(WHAT IS EXPECTED) Whenever a line below holds the word "into", count it; then give the total and nothing else.
/---
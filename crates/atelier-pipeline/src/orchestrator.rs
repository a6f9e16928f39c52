use atelier_blackboard::Blackboard;
use atelier_core::{
    AtelierError, AtelierResult, Budget, BudgetOverrides, EventBus, Phase, PhaseStatus, Pipeline,
    PipelineStatus, Runbook, StagingAction, SystemEvent, TaskStatus, ToolExecutor,
};
use atelier_governance::AuditRecorder;
use atelier_store::{Db, NewStagingChange};
use chrono::Utc;
use parking_lot::Mutex;
use serde_json::json;
use std::collections::HashMap;
use std::sync::Arc;
use std::time::Duration;
use tokio::task::JoinHandle;
use tracing::{info, warn};
use uuid::Uuid;

/// Default per-pipeline monitor interval.
const MONITOR_INTERVAL: Duration = Duration::from_secs(3);

/// The five-phase workflow state machine, budget tracker and
/// staging/approval/rollback protocol.
///
/// One supervised monitor task per active pipeline, tracked in a
/// concurrency-safe map keyed by pipeline id with start-once /
/// stop-idempotent semantics.
pub struct PipelineOrchestrator {
    pub(crate) db: Db,
    pub(crate) board: Blackboard,
    pub(crate) tools: Arc<dyn ToolExecutor>,
    pub(crate) audit: AuditRecorder,
    pub(crate) events: EventBus,
    monitor_interval: Duration,
    monitors: Mutex<HashMap<i64, JoinHandle<()>>>,
}
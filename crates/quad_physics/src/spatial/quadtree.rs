//! Quad-tree spatial partitioning structure
//!
//! Divides the 2D world into hierarchical regions for fast neighbour queries.
//! A node buckets up to `capacity` bodies; the next insertion subdivides it
//! into four quadrants and all later insertions descend into the first child
//! (in NE, NW, SE, SW order) whose region contains the body.
//!
//! Bodies already resident when a node subdivides stay where they are, so a
//! node can hold `capacity` early bodies on top of an arbitrarily deep
//! subtree. Queries always search both.
//!
//! The tree is meant to be rebuilt every frame from the body registry and
//! dropped afterwards. Entries are [`BodyHandle`]s plus the position the body
//! had when it was inserted.

use crate::foundation::math::Vec2;
use crate::physics::BodyHandle;
use crate::spatial::region::{Quadrant, Region};
use crate::spatial::SpatialError;
use serde::{Deserialize, Serialize};

/// Configuration for quad-tree behavior
#[derive(Debug, Clone, PartialEq, Eq, Serialize, Deserialize)]
#[serde(default)]
pub struct QuadtreeConfig {
    /// Bodies a node holds directly before it subdivides
    pub capacity: usize,

    /// Maximum subdivision depth; nodes at this depth keep accepting bodies
    pub max_depth: u32,
}

impl Default for QuadtreeConfig {
    fn default() -> Self {
        Self {
            capacity: 6,
            max_depth: 16,
        }
    }
}

/// Body stored in the quad-tree
#[derive(Debug, Clone, Copy, PartialEq)]
pub struct QuadtreeEntry {
    /// Registry handle of the body
    pub handle: BodyHandle,
    /// Position at insertion time
    pub position: Vec2,
}

/// Single node in the quad-tree hierarchy
#[derive(Debug, Clone)]
pub struct QuadtreeNode {
    bounds: Region,
    entries: Vec<QuadtreeEntry>,
    children: Option<Box<[QuadtreeNode; 4]>>,
    depth: u32,
}

impl QuadtreeNode {
    /// Create a new empty node
    pub fn new(bounds: Region, depth: u32) -> Self {
        Self {
            bounds,
            entries: Vec::new(),
            children: None,
            depth,
        }
    }

    /// Region covered by this node
    pub const fn bounds(&self) -> &Region {
        &self.bounds
    }

    /// Bodies stored directly in this node
    pub fn entries(&self) -> &[QuadtreeEntry] {
        &self.entries
    }

    /// Children in NE, NW, SE, SW order, if subdivided
    pub fn children(&self) -> Option<&[QuadtreeNode; 4]> {
        self.children.as_deref()
    }

    /// Child for one quadrant, if subdivided
    pub fn child(&self, quadrant: Quadrant) -> Option<&QuadtreeNode> {
        let children = self.children.as_deref()?;
        let index = Quadrant::ALL.iter().position(|&q| q == quadrant)?;
        children.get(index)
    }

    /// Check if this node has been subdivided
    pub const fn is_subdivided(&self) -> bool {
        self.children.is_some()
    }

    /// Depth in the tree (0 = root)
    pub const fn depth(&self) -> u32 {
        self.depth
    }

    /// Subdivide this node into 4 children
    fn subdivide(&mut self) {
        if self.children.is_some() {
            return;
        }

        let depth = self.depth + 1;
        let bounds = self.bounds;
        self.children = Some(Box::new(
            Quadrant::ALL.map(|quadrant| Self::new(bounds.quadrant(quadrant), depth)),
        ));
    }

    /// Insert a body into this node or one of its descendants
    pub fn insert(&mut self, entry: QuadtreeEntry, config: &QuadtreeConfig) -> bool {
        if !self.bounds.contains_point(entry.position) {
            return false;
        }

        if !self.is_subdivided() {
            if self.entries.len() < config.capacity || self.depth >= config.max_depth {
                self.entries.push(entry);
                return true;
            }
            self.subdivide();
        }

        match self.children {
            Some(ref mut children) => children.iter_mut().any(|child| child.insert(entry, config)),
            None => false,
        }
    }

    /// Collect every body whose stored position lies inside `range`
    pub fn query(&self, range: &Region, results: &mut Vec<BodyHandle>) {
        self.query_with(range, &|entry: &QuadtreeEntry| entry.position, results);
    }

    /// Collect every body whose position, as reported by `position_of`, lies
    /// inside `range`
    ///
    /// Pruning still uses the node regions fixed at insert time; only the
    /// per-entry containment test sees the reported position.
    pub fn query_with<F>(&self, range: &Region, position_of: &F, results: &mut Vec<BodyHandle>)
    where
        F: Fn(&QuadtreeEntry) -> Vec2,
    {
        if !range.intersects(&self.bounds) {
            return;
        }

        results.extend(
            self.entries
                .iter()
                .filter(|entry| range.contains_point(position_of(entry)))
                .map(|entry| entry.handle),
        );

        if let Some(ref children) = self.children {
            for child in children.iter() {
                child.query_with(range, position_of, results);
            }
        }
    }

    /// Find the node that directly stores a body
    pub fn find_node(&self, handle: BodyHandle) -> Option<&QuadtreeNode> {
        if self.entries.iter().any(|entry| entry.handle == handle) {
            return Some(self);
        }

        self.children
            .as_deref()?
            .iter()
            .find_map(|child| child.find_node(handle))
    }

    /// Count total entries in this node and all children
    pub fn count_entries(&self) -> usize {
        self.entries.len()
            + self
                .children
                .as_deref()
                .map_or(0, |children| children.iter().map(Self::count_entries).sum())
    }

    /// Count this node and all descendants
    pub fn count_nodes(&self) -> usize {
        1 + self
            .children
            .as_deref()
            .map_or(0, |children| children.iter().map(Self::count_nodes).sum())
    }

    /// Deepest depth reached below (and including) this node
    pub fn max_depth_reached(&self) -> u32 {
        self.children.as_deref().map_or(self.depth, |children| {
            children
                .iter()
                .map(Self::max_depth_reached)
                .max()
                .unwrap_or(self.depth)
        })
    }
}

/// Quad-tree spatial partitioning structure
#[derive(Debug, Clone)]
pub struct Quadtree {
    root: QuadtreeNode,
    config: QuadtreeConfig,
}

impl Quadtree {
    /// Create an empty quad-tree covering `bounds`
    pub fn new(bounds: Region, config: QuadtreeConfig) -> Result<Self, SpatialError> {
        if !bounds.is_valid() {
            return Err(SpatialError::DegenerateBounds {
                half_width: bounds.half_extents.x,
                half_height: bounds.half_extents.y,
            });
        }
        if config.capacity == 0 {
            return Err(SpatialError::ZeroCapacity);
        }

        Ok(Self {
            root: QuadtreeNode::new(bounds, 0),
            config,
        })
    }

    /// Insert a body; returns false if the position is outside the root bounds
    pub fn insert(&mut self, handle: BodyHandle, position: Vec2) -> bool {
        self.root.insert(QuadtreeEntry { handle, position }, &self.config)
    }

    /// Append every body whose stored position lies inside `range` to `results`
    pub fn query(&self, range: &Region, results: &mut Vec<BodyHandle>) {
        self.root.query(range, results);
    }

    /// Like [`Quadtree::query`], testing entries against `position_of`
    /// instead of their insert-time positions
    pub fn query_with<F>(&self, range: &Region, position_of: F, results: &mut Vec<BodyHandle>)
    where
        F: Fn(&QuadtreeEntry) -> Vec2,
    {
        self.root.query_with(range, &position_of, results);
    }

    /// Collect every body whose stored position lies inside `range`
    pub fn query_range(&self, range: &Region) -> Vec<BodyHandle> {
        let mut results = Vec::new();
        self.query(range, &mut results);
        results
    }

    /// Root node
    pub const fn root(&self) -> &QuadtreeNode {
        &self.root
    }

    /// Configuration
    pub const fn config(&self) -> &QuadtreeConfig {
        &self.config
    }

    /// Root bounds
    pub const fn bounds(&self) -> &Region {
        &self.root.bounds
    }

    /// Node that directly stores a body
    pub fn find_node(&self, handle: BodyHandle) -> Option<&QuadtreeNode> {
        self.root.find_node(handle)
    }

    /// Total number of stored bodies
    pub fn len(&self) -> usize {
        self.root.count_entries()
    }

    /// True when no body is stored
    pub fn is_empty(&self) -> bool {
        self.root.entries.is_empty() && !self.root.is_subdivided()
    }

    /// Total number of nodes including the root
    pub fn node_count(&self) -> usize {
        self.root.count_nodes()
    }

    /// Deepest node depth
    pub fn depth(&self) -> u32 {
        self.root.max_depth_reached()
    }

    /// Remove all bodies, keeping bounds and configuration
    pub fn clear(&mut self) {
        self.root = QuadtreeNode::new(self.root.bounds, 0);
    }
}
\---
(RESPONSE AREA) 4